=== SUPPLIED MATERIAL ===
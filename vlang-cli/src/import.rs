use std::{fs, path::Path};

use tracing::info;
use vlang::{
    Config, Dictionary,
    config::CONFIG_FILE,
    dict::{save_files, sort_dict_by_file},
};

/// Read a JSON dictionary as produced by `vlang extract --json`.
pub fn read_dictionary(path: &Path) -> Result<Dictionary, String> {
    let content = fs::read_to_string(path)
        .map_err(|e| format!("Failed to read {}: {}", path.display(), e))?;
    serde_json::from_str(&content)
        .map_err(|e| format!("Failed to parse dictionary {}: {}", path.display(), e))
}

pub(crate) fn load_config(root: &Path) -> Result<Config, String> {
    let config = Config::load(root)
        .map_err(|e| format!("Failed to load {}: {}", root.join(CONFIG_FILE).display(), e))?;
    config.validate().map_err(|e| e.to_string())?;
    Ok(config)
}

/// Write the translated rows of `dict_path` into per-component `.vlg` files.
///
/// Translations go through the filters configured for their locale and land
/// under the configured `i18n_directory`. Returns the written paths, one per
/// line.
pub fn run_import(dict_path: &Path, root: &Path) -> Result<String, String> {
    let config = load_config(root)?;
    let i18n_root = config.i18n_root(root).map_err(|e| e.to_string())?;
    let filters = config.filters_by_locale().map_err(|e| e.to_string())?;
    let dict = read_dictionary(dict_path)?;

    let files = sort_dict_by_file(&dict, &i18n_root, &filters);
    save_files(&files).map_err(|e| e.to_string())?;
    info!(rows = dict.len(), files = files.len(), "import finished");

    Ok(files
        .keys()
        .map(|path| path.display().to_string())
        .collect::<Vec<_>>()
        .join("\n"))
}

=== WORK TO BE COMPLETED ===
Which lines in the listing above include the string "configured"? Copy each of them.

=== OUTPUT BELOW ===
/// Translations go through the filters configured for their locale and land
/// under the configured `i18n_directory`. Returns the written paths, one per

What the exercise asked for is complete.